Communication guide for staff – dementia friendly training for mall front-line EMAS staff was rolled out from April this year; this guide contains top tips on using the changes in the ambulance to prompt conversations, how to alter their communication style to meet the needs of the patient and things to keep in mind for any patients who may not be able to communicate verbally.
The ambulances will start service on Monday, 9 September in Northamptonshire and Leicestershire and EMAS have plans for all 104 of their ambulances across the two counties to be dementia friendly by the end of October.
In Northamptonshire alone, it is expected that 12,000 people will be living with a diagnosis of dementia by 2025.

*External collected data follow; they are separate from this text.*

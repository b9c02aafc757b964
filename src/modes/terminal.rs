use anyhow::{Context, Result};
use crossterm::{
    event::{self, Event, KeyEventKind},
    execute,
    terminal::{EnterAlternateScreen, LeaveAlternateScreen, disable_raw_mode, enable_raw_mode},
};
use log::{debug, info};
use ratatui::{Terminal, backend::CrosstermBackend};
use std::io::{Stdout, stdout};
use std::time::{Duration, Instant};

use crate::game::{Controller, Direction, GameConfig, TickReport};
use crate::input::{InputHandler, KeyAction};
use crate::render::Renderer;

/// Play inside the terminal
pub struct TerminalMode {
    controller: Controller,
    renderer: Renderer,
    input_handler: InputHandler,
    frame_budget: Duration,
    should_quit: bool,
}

impl TerminalMode {
    pub fn new(config: GameConfig, seed: Option<u64>) -> Self {
        let frame_budget = Duration::from_secs_f64(1.0 / f64::from(config.target_fps));

        Self {
            controller: Controller::from_config(config, seed),
            renderer: Renderer::new(),
            input_handler: InputHandler::new(),
            frame_budget,
            should_quit: false,
        }
    }

    pub fn run(&mut self) -> Result<()> {
        // Draw on stdout so stderr stays free for logs
        enable_raw_mode().context("Failed to enable raw mode")?;
        let mut stdout = stdout();
        execute!(stdout, EnterAlternateScreen).context("Failed to enter alternate screen")?;
        let backend = CrosstermBackend::new(stdout);
        let mut terminal = Terminal::new(backend).context("Failed to create terminal")?;
        terminal.hide_cursor().context("Failed to hide cursor")?;
        terminal.clear().context("Failed to clear terminal")?;

        let result = self.run_game_loop(&mut terminal);

        self.cleanup_terminal(&mut terminal)?;

        result
    }

    fn run_game_loop(&mut self, terminal: &mut Terminal<CrosstermBackend<Stdout>>) -> Result<()> {
        let started = Instant::now();

        while !self.should_quit {
            let frame_start = Instant::now();

            let steering = self.drain_input()?;
            let report = self
                .controller
                .frame(started.elapsed().as_secs_f64(), steering);
            announce_cues(report);

            terminal
                .draw(|frame| {
                    self.renderer.render(frame, self.controller.game());
                })
                .context("Failed to draw frame")?;

            // Sleep out the rest of the frame, waking early for input
            let spent = frame_start.elapsed();
            if spent < self.frame_budget {
                event::poll(self.frame_budget - spent).context("Failed to poll events")?;
            }
        }

        info!("quitting");
        Ok(())
    }

    /// Read every pending event, returning the pressed directions in order
    fn drain_input(&mut self) -> Result<Vec<Direction>> {
        let mut steering = Vec::new();

        while event::poll(Duration::ZERO).context("Failed to poll events")? {
            let Event::Key(key) = event::read().context("Failed to read event")? else {
                continue;
            };

            // Only process key press events, not release
            if key.kind != KeyEventKind::Press {
                continue;
            }

            match self.input_handler.handle_key_event(key) {
                KeyAction::Steer(direction) => steering.push(direction),
                KeyAction::Quit => self.should_quit = true,
                KeyAction::None => {}
            }
        }

        Ok(steering)
    }

    fn cleanup_terminal(
        &mut self,
        terminal: &mut Terminal<CrosstermBackend<Stdout>>,
    ) -> Result<()> {
        disable_raw_mode().context("Failed to disable raw mode")?;
        execute!(terminal.backend_mut(), LeaveAlternateScreen)
            .context("Failed to leave alternate screen")?;
        terminal.show_cursor().context("Failed to show cursor")?;
        Ok(())
    }
}

fn announce_cues(report: TickReport) {
    for cue in report.cues() {
        debug!("sound cue {cue:?}");
    }
}

#[cfg(test)]
mod tests {
    use super::*;

    #[test]
    fn test_game_initialization() {
        let mode = TerminalMode::new(GameConfig::default(), Some(8));

        assert!(mode.controller.game().is_running());
        assert_eq!(mode.controller.game().score(), 0);
        assert_eq!(mode.frame_budget, Duration::from_secs_f64(1.0 / 60.0));
        assert!(!mode.should_quit);
    }
}
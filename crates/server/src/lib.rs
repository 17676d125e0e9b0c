//! HTTP read API over the project store.
//!
//! Four GET routes, JSON in and out, nothing writable from the outside.
//! Unknown category/style names fall outside the closed enumerations and
//! simply match nothing, so those routes answer `[]` rather than 400.

use std::sync::Arc;

use atelier_core::{Category, Project, Style};
use atelier_storage::ProjectStore;
use axum::extract::{Path, State};
use axum::http::StatusCode;
use axum::routing::get;
use axum::{Json, Router};
use serde::Serialize;

#[derive(Clone)]
pub struct AppState {
    store: Arc<ProjectStore>,
}

#[derive(Debug, Serialize)]
pub struct ErrorBody {
    pub error: String,
}

pub fn router(store: Arc<ProjectStore>) -> Router {
    Router::new()
        .route("/api/projects", get(list_projects))
        .route("/api/projects/:id", get(get_project))
        .route("/api/projects/category/:category", get(list_by_category))
        .route("/api/projects/style/:style", get(list_by_style))
        .with_state(AppState { store })
}

async fn list_projects(State(state): State<AppState>) -> Json<Vec<Project>> {
    tracing::debug!(count = state.store.len(), "list projects");
    Json(state.store.list_all().to_vec())
}

async fn get_project(
    State(state): State<AppState>,
    Path(id): Path<String>,
) -> Result<Json<Project>, (StatusCode, Json<ErrorBody>)> {
    match state.store.get_by_id(&id) {
        Some(project) => Ok(Json(project.clone())),
        None => {
            tracing::debug!(%id, "project not found");
            Err((
                StatusCode::NOT_FOUND,
                Json(ErrorBody {
                    error: "Project not found".to_string(),
                }),
            ))
        }
    }
}

async fn list_by_category(
    State(state): State<AppState>,
    Path(category): Path<String>,
) -> Json<Vec<Project>> {
    let projects = match category.parse::<Category>() {
        Ok(category) => state.store.list_by_category(category),
        Err(_) => Vec::new(),
    };
    tracing::debug!(%category, count = projects.len(), "list projects by category");
    Json(projects)
}

async fn list_by_style(
    State(state): State<AppState>,
    Path(style): Path<String>,
) -> Json<Vec<Project>> {
    let projects = match style.parse::<Style>() {
        Ok(style) => state.store.list_by_style(style),
        Err(_) => Vec::new(),
    };
    tracing::debug!(%style, count = projects.len(), "list projects by style");
    Json(projects)
}

#[cfg(test)]
mod tests {
    use super::*;

    fn seeded_state() -> AppState {
        AppState {
            store: Arc::new(ProjectStore::seeded().expect("seed data is valid")),
        }
    }

    #[tokio::test]
    async fn list_returns_all_ten_records() {
        let Json(projects) = list_projects(State(seeded_state())).await;
        assert_eq!(projects.len(), 10);
    }

    #[tokio::test]
    async fn get_known_id_returns_record() {
        let result = get_project(State(seeded_state()), Path("5".to_string())).await;
        let Json(project) = result.expect("id 5 exists");
        assert_eq!(project.title, "Minimalist Chef's Kitchen");
    }

    #[tokio::test]
    async fn get_unknown_id_returns_not_found_body() {
        let result = get_project(State(seeded_state()), Path("999".to_string())).await;
        let (status, Json(body)) = result.expect_err("id 999 does not exist");
        assert_eq!(status, StatusCode::NOT_FOUND);
        assert_eq!(body.error, "Project not found");
    }

    #[tokio::test]
    async fn category_route_filters_server_side() {
        let Json(projects) =
            list_by_category(State(seeded_state()), Path("kitchen".to_string())).await;
        assert_eq!(projects.len(), 2);
        assert!(projects.iter().all(|p| p.category == Category::Kitchen));
    }

    #[tokio::test]
    async fn unknown_category_yields_empty_array() {
        let Json(projects) =
            list_by_category(State(seeded_state()), Path("garage".to_string())).await;
        assert!(projects.is_empty());
    }

    #[tokio::test]
    async fn style_route_filters_server_side() {
        let Json(projects) =
            list_by_style(State(seeded_state()), Path("contemporary".to_string())).await;
        assert!(!projects.is_empty());
        assert!(projects.iter().all(|p| p.style == Style::Contemporary));
    }
}
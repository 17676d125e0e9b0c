//! Test helpers and fixtures.

use atelier_core::{Category, CollectionTag, Project, Settings, Style, Theme};

pub fn sample_project(id: &str, title: &str, category: Category, style: Style) -> Project {
    Project {
        id: id.to_string(),
        title: title.to_string(),
        description: format!("{title} description"),
        category,
        style,
        images: vec![format!("/images/{id}.png")],
        location: "Springfield, IL".to_string(),
        area: "100 sq ft".to_string(),
        year: "2024".to_string(),
        featured: false,
        collection: None,
    }
}

pub fn make_settings(api_url: &str) -> Settings {
    Settings {
        theme: Theme::Light,
        api_url: api_url.to_string(),
        ..Settings::default()
    }
}

pub fn tagged(mut project: Project, tag: CollectionTag) -> Project {
    project.collection = Some(tag);
    project
}

#[cfg(test)]
mod tests {
    use super::*;
    use atelier_application::{AppContext, LightboxError, LoadState};
    use atelier_core::SortOrder;
    use atelier_storage::ProjectStore;

    #[test]
    fn builds_settings() {
        let settings = make_settings("http://localhost:9000");
        assert_eq!(settings.api_url, "http://localhost:9000");
    }

    #[test]
    fn seeded_catalog_walkthrough() -> anyhow::Result<()> {
        let store = ProjectStore::seeded()?;
        assert_eq!(store.len(), 10);

        let kitchen = store.get_by_id("5").expect("id 5 is seeded");
        assert_eq!(kitchen.title, "Minimalist Chef's Kitchen");
        assert!(store.get_by_id("999").is_none());

        let hits = atelier_engine::filter(store.list_all(), "loft", &[], &[]);
        let titles: Vec<&str> = hits.iter().map(|p| p.title.as_str()).collect();
        assert_eq!(titles, ["Industrial Loft Kitchen"]);
        Ok(())
    }

    #[test]
    fn seeded_buckets_partition_the_tagged_records() -> anyhow::Result<()> {
        let store = ProjectStore::seeded()?;
        let buckets = atelier_engine::group_by_collection(store.list_all());

        let total: usize = buckets.values().map(Vec::len).sum();
        assert_eq!(total, store.len());
        for (tag, bucket) in &buckets {
            assert!(bucket.iter().all(|p| p.collection == Some(*tag)));
        }
        Ok(())
    }

    #[test]
    fn sort_orders_on_constructed_pairs() {
        let projects = vec![
            {
                let mut p = sample_project("1", "Zeta Loft", Category::Kitchen, Style::Industrial);
                p.year = "2023".to_string();
                p
            },
            {
                let mut p = sample_project("2", "Alpha House", Category::Bedroom, Style::Modern);
                p.year = "2024".to_string();
                p
            },
        ];
        let refs: Vec<&Project> = projects.iter().collect();

        let by_name = atelier_engine::sorted(&refs, SortOrder::NameAsc);
        assert_eq!(by_name[0].title, "Alpha House");
        assert_eq!(by_name[1].title, "Zeta Loft");

        let newest = atelier_engine::sorted(&refs, SortOrder::Newest);
        assert_eq!(newest[0].year, "2024");
    }

    /// A whole page view: load, search, open a project, walk its gallery.
    #[test]
    fn browse_session_flow() -> anyhow::Result<()> {
        let store = ProjectStore::seeded()?;
        let mut ctx = AppContext::new(make_settings("http://localhost:5000"))
            .with_projects(store.list_all().to_vec());
        assert!(ctx.load.is_ready());
        assert_eq!(ctx.visible_indices().len(), 10);

        ctx.set_query("loft");
        let visible = ctx.visible_indices();
        assert_eq!(visible.len(), 1);

        ctx.select_project(visible[0]);
        let project = ctx.active_project().expect("detail view is open");
        assert_eq!(project.title, "Industrial Loft Kitchen");
        let images = project.images.len();

        ctx.open_lightbox(0).expect("gallery is non-empty");
        for _ in 0..images {
            ctx.lightbox.next();
        }
        assert_eq!(ctx.lightbox.index(), Some(0));
        assert_eq!(
            ctx.lightbox.jump_to(images),
            Err(LightboxError::OutOfRange {
                index: images,
                len: images
            })
        );

        ctx.close_detail();
        assert!(!ctx.lightbox.is_open());
        assert_eq!(ctx.active, None);
        Ok(())
    }

    #[test]
    fn failed_fetch_leaves_an_empty_catalog() {
        let store = ProjectStore::seeded().expect("seed data is valid");
        let mut ctx = AppContext::new(make_settings("http://localhost:5000"))
            .with_projects(store.list_all().to_vec());

        ctx.mark_failed("connection refused");
        assert!(ctx.projects.is_empty());
        assert!(ctx.visible_indices().is_empty());
        assert!(matches!(ctx.load, LoadState::Failed { .. }));
    }

    #[test]
    fn untagged_fixture_lands_in_no_bucket() {
        let projects = vec![
            tagged(
                sample_project("1", "Harbor Office", Category::Office, Style::Minimalist),
                CollectionTag::Trending,
            ),
            sample_project("2", "Alpha House", Category::Bedroom, Style::Modern),
        ];

        let buckets = atelier_engine::group_by_collection(&projects);
        assert_eq!(buckets[&CollectionTag::Trending].len(), 1);
        let total: usize = buckets.values().map(Vec::len).sum();
        assert_eq!(total, 1);
    }
}
//! The fixed portfolio data.

use atelier_core::{Category, CollectionTag, Project, Style};

struct Record {
    id: &'static str,
    title: &'static str,
    description: &'static str,
    category: Category,
    style: Style,
    images: &'static [&'static str],
    location: &'static str,
    area: &'static str,
    year: &'static str,
    featured: bool,
    collection: Option<CollectionTag>,
}

impl Record {
    fn build(&self) -> Project {
        Project {
            id: self.id.to_string(),
            title: self.title.to_string(),
            description: self.description.to_string(),
            category: self.category,
            style: self.style,
            images: self.images.iter().map(|s| s.to_string()).collect(),
            location: self.location.to_string(),
            area: self.area.to_string(),
            year: self.year.to_string(),
            featured: self.featured,
            collection: self.collection,
        }
    }
}

const RECORDS: &[Record] = &[
    Record {
        id: "1",
        title: "Manhattan Penthouse Living",
        description: "A stunning modern living room in a Manhattan penthouse featuring floor-to-ceiling windows with breathtaking city views. The space showcases a harmonious blend of contemporary furniture, warm textures, and gold accents that create an atmosphere of understated luxury. Custom millwork and carefully curated art pieces complete this sophisticated urban retreat.",
        category: Category::LivingRoom,
        style: Style::Modern,
        images: &[
            "/images/modern_luxury_living_room.png",
            "/images/contemporary_master_bedroom.png",
            "/images/minimalist_white_kitchen.png",
        ],
        location: "New York, NY",
        area: "2,400 sq ft",
        year: "2024",
        featured: true,
        collection: Some(CollectionTag::New),
    },
    Record {
        id: "2",
        title: "Heritage Estate Drawing Room",
        description: "An elegant traditional living room that pays homage to classic European design. Rich wood paneling, a stunning marble fireplace, and carefully selected antiques create a space that feels both timeless and inviting. The emerald velvet furnishings add a touch of modern color to this sophisticated setting.",
        category: Category::LivingRoom,
        style: Style::Traditional,
        images: &[
            "/images/traditional_elegant_living_room.png",
            "/images/modern_spa_bathroom.png",
        ],
        location: "Greenwich, CT",
        area: "1,800 sq ft",
        year: "2023",
        featured: true,
        collection: Some(CollectionTag::Exclusive),
    },
    Record {
        id: "3",
        title: "Scandinavian Sanctuary",
        description: "A serene bedroom retreat inspired by Nordic design principles. Natural light floods the space through sheer curtains, illuminating the warm oak furniture and soft linen bedding. Every element has been carefully chosen to promote rest and relaxation while maintaining a connection to nature.",
        category: Category::Bedroom,
        style: Style::Scandinavian,
        images: &[
            "/images/scandinavian_cozy_bedroom.png",
            "/images/minimalist_white_kitchen.png",
        ],
        location: "Portland, OR",
        area: "450 sq ft",
        year: "2024",
        featured: true,
        collection: Some(CollectionTag::Trending),
    },
    Record {
        id: "4",
        title: "Contemporary Master Suite",
        description: "A sophisticated master bedroom that embodies contemporary elegance. The neutral palette of greys and taupes is punctuated by statement lighting and textural elements. The upholstered headboard serves as a focal point, while plush textiles create an inviting atmosphere perfect for unwinding.",
        category: Category::Bedroom,
        style: Style::Contemporary,
        images: &[
            "/images/contemporary_master_bedroom.png",
            "/images/modern_spa_bathroom.png",
            "/images/scandinavian_cozy_bedroom.png",
        ],
        location: "Los Angeles, CA",
        area: "600 sq ft",
        year: "2023",
        featured: true,
        collection: Some(CollectionTag::New),
    },
    Record {
        id: "5",
        title: "Minimalist Chef's Kitchen",
        description: "A pristine white kitchen that exemplifies minimalist design at its finest. Handleless cabinetry creates clean lines throughout, while a dramatic waterfall marble island serves as the centerpiece. Integrated appliances and open shelving maintain the uncluttered aesthetic that defines this space.",
        category: Category::Kitchen,
        style: Style::Minimalist,
        images: &[
            "/images/minimalist_white_kitchen.png",
            "/images/contemporary_grey_bathroom.png",
            "/images/scandinavian_cozy_bedroom.png",
        ],
        location: "San Francisco, CA",
        area: "350 sq ft",
        year: "2024",
        featured: true,
        collection: Some(CollectionTag::Trending),
    },
    Record {
        id: "6",
        title: "Industrial Loft Kitchen",
        description: "A bold industrial kitchen set within a converted warehouse space. Exposed brick walls and steel-framed windows provide an authentic backdrop for the custom concrete countertops and copper pipe shelving. Vintage-inspired pendant lights add warmth to the urban aesthetic.",
        category: Category::Kitchen,
        style: Style::Industrial,
        images: &[
            "/images/industrial_loft_kitchen.png",
            "/images/modern_executive_office.png",
            "/images/contemporary_grey_bathroom.png",
        ],
        location: "Brooklyn, NY",
        area: "400 sq ft",
        year: "2023",
        featured: false,
        collection: Some(CollectionTag::Exclusive),
    },
    Record {
        id: "7",
        title: "Spa-Inspired Bathroom Retreat",
        description: "A luxurious bathroom that transforms daily rituals into spa-like experiences. The freestanding soaking tub takes center stage against floor-to-ceiling marble walls. Thoughtful lighting design and premium fixtures create an atmosphere of pure indulgence and relaxation.",
        category: Category::Bathroom,
        style: Style::Modern,
        images: &[
            "/images/modern_spa_bathroom.png",
            "/images/minimalist_white_kitchen.png",
            "/images/contemporary_master_bedroom.png",
        ],
        location: "Miami, FL",
        area: "200 sq ft",
        year: "2024",
        featured: true,
        collection: Some(CollectionTag::New),
    },
    Record {
        id: "8",
        title: "Contemporary Urban Bathroom",
        description: "A sleek contemporary bathroom featuring large-format tiles and frameless glass elements. The double vanity with backlit mirror provides ample space and soft ambient lighting. Brass fixtures add a touch of warmth to the predominantly grey palette.",
        category: Category::Bathroom,
        style: Style::Contemporary,
        images: &[
            "/images/contemporary_grey_bathroom.png",
            "/images/modern_spa_bathroom.png",
        ],
        location: "Chicago, IL",
        area: "180 sq ft",
        year: "2023",
        featured: false,
        collection: Some(CollectionTag::Trending),
    },
    Record {
        id: "9",
        title: "Executive Home Office",
        description: "A distinguished home office designed for the modern professional. Rich walnut wood furniture and built-in bookshelves create an atmosphere of authority and focus. Large windows provide natural light and inspiring city views, while carefully selected art and accessories add personal touches.",
        category: Category::Office,
        style: Style::Modern,
        images: &[
            "/images/modern_executive_office.png",
            "/images/modern_luxury_living_room.png",
            "/images/industrial_loft_kitchen.png",
        ],
        location: "Boston, MA",
        area: "280 sq ft",
        year: "2024",
        featured: true,
        collection: Some(CollectionTag::Exclusive),
    },
    Record {
        id: "10",
        title: "Boutique Hotel Lobby",
        description: "A dramatic commercial space that sets the tone for a luxury boutique hotel. Soaring ceilings showcase a sculptural lighting installation, while curved seating areas invite guests to linger. The marble flooring and carefully curated indoor plants create an atmosphere of refined elegance.",
        category: Category::Commercial,
        style: Style::Contemporary,
        images: &[
            "/images/boutique_hotel_lobby.png",
            "/images/modern_luxury_living_room.png",
            "/images/contemporary_master_bedroom.png",
        ],
        location: "Austin, TX",
        area: "3,500 sq ft",
        year: "2024",
        featured: true,
        collection: Some(CollectionTag::Trending),
    },
];

pub fn seed_projects() -> Vec<Project> {
    RECORDS.iter().map(Record::build).collect()
}

#[cfg(test)]
mod tests {
    use super::*;

    #[test]
    fn every_seed_record_is_valid() {
        for project in seed_projects() {
            assert!(project.validate().is_ok(), "{} invalid", project.id);
        }
    }

    #[test]
    fn every_seed_record_is_tagged() {
        assert!(seed_projects().iter().all(|p| p.collection.is_some()));
    }
}
#[derive(Debug, Clone)]
struct CollectionsPanel {
    open: bool,
    focus: CollectionsFocus,
    category_cursor: usize,
    grid_cursor: usize,
}

impl Default for CollectionsPanel {
    fn default() -> Self {
        Self {
            open: false,
            focus: CollectionsFocus::Buckets,
            category_cursor: 0,
            grid_cursor: 0,
        }
    }
}

#[derive(Debug, Clone, Copy, Default)]
struct DetailView {
    thumb: usize,
    scroll: u16,
}

#[derive(Debug, Clone, PartialEq, Eq)]
struct LightboxRenderKey {
    path: String,
    width: u16,
    height: u16,
}

#[derive(Clone)]
struct CachedGalleryImage {
    path: String,
    image: Arc<image::DynamicImage>,
}

#[derive(Default)]
struct LightboxView {
    current: Option<ImageProtocol>,
    render_key: Option<LightboxRenderKey>,
    decoded: VecDeque<CachedGalleryImage>,
    last_error: Option<String>,
}

impl LightboxView {
    fn invalidate(&mut self) {
        self.current = None;
        self.render_key = None;
        self.last_error = None;
    }

    fn ensure_rendered(
        &mut self,
        picker: &Picker,
        disk: Option<PathBuf>,
        web_path: &str,
        width: u16,
        height: u16,
    ) {
        let width = width.max(1);
        let height = height.max(1);
        let key = LightboxRenderKey {
            path: web_path.to_string(),
            width,
            height,
        };

        if self.current.is_some() && self.render_key.as_ref() == Some(&key) {
            return;
        }

        self.current = None;
        self.last_error = None;
        self.render_key = Some(key);

        let Some(path) = disk else {
            self.last_error = Some(format!(
                "{} (set assets_root to render)",
                asset_name(web_path)
            ));
            return;
        };

        let decoded = match self.decode(web_path, &path) {
            Ok(image) => image,
            Err(err) => {
                self.last_error = Some(format!("{err:#}"));
                return;
            }
        };

        let size = Rect::new(0, 0, width, height);
        match picker.new_protocol(
            (*decoded).clone(),
            size,
            Resize::Fit(Some(image::imageops::FilterType::Triangle)),
        ) {
            Ok(protocol) => self.current = Some(protocol),
            Err(err) => self.last_error = Some(err.to_string()),
        }
    }

    fn decode(&mut self, web_path: &str, path: &Path) -> anyhow::Result<Arc<image::DynamicImage>> {
        const MAX: usize = 4;
        if let Some(pos) = self.decoded.iter().position(|c| c.path == web_path)
            && let Some(cached) = self.decoded.remove(pos)
        {
            self.decoded.push_front(cached.clone());
            return Ok(cached.image);
        }

        let image = image::open(path).with_context(|| format!("decode {}", path.display()))?;
        let cached = CachedGalleryImage {
            path: web_path.to_string(),
            image: Arc::new(image),
        };
        self.decoded.push_front(cached.clone());
        while self.decoded.len() > MAX {
            self.decoded.pop_back();
        }
        Ok(cached.image)
    }
}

EMAS responds to emergency calls from 43,000 patients a year who are living with a diagnosis of dementia. Over 5,000 of these patients live in Northamptonshire.
The University of Northampton’s dementia research centre (NDRIC) has been at the forefront of several projects and pieces of research to help make the town more ‘dementia friendly’.
That is, to make people more aware of and better able to respond to, the needs of those with dementia and their carers.
Professor Jacqui Parkes, the University’s NDRIC lead, said: “Sometimes, it’s not just the big things that make a difference in people’s lives, but more subtle adjustments and tweaks can cumulatively, make a big impact.
“For people with dementia, going into an ambulance can be a sudden, strange and potentially frightening experience, but EMAS have shown with their dementia friendly ambulance – the first of its kind in the UK – that with little adjustments, this can be reduced and lead to a much more positive experience. We look forward to seeing the full fleet in action very soon.”